Groundwater discharge age is a useful metric for retracing flowpaths, and is essential to estimate an aquifer’s renewability and vulnerability. As permafrost thaws in cold regions, supra-permafrost aquifers will expand, which will cause new pathways to develop and potentially alter the spatiotemporal distribution, quantity, and age of groundwater discharge. While numerous modelling studies have analysed the shift in groundwater discharge magnitude and patterns in permafrost regions, the associated changes to groundwater age have been largely overlooked. Using heat-transfer and solute-transport numerical models for cold regions, we recreated various archetypical conceptual models of permafrost-groundwater distributions.

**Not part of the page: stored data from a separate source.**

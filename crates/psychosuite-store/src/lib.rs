//! psychosuite-store
//!
//! Local persistence. A small JSON key-value store on disk, a typed
//! database layer over it for clients and results, and full-database
//! backup export/import.

pub mod backup;
pub mod db;
pub mod error;
pub mod kv;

The object is to use different environmental conditions to evaluate which setting could result in a pronounced shift in groundwater discharge age and to identify the most significant parameters driving alterations to groundwater discharge age. In general, the results show that groundwater discharge is expected to become gradually older with permafrost thaw. Continuous permafrost settings exhibit very small changes in groundwater age until the lowering permafrost table allows for the formation of a supra-permafrost talik. The biggest shift occurs when taliks evolve from closed to open by connecting supra- and sub-permafrost aquifers. These insights are useful to determine the potential vulnerability and renewability of newly formed aquifers in permafrost settings.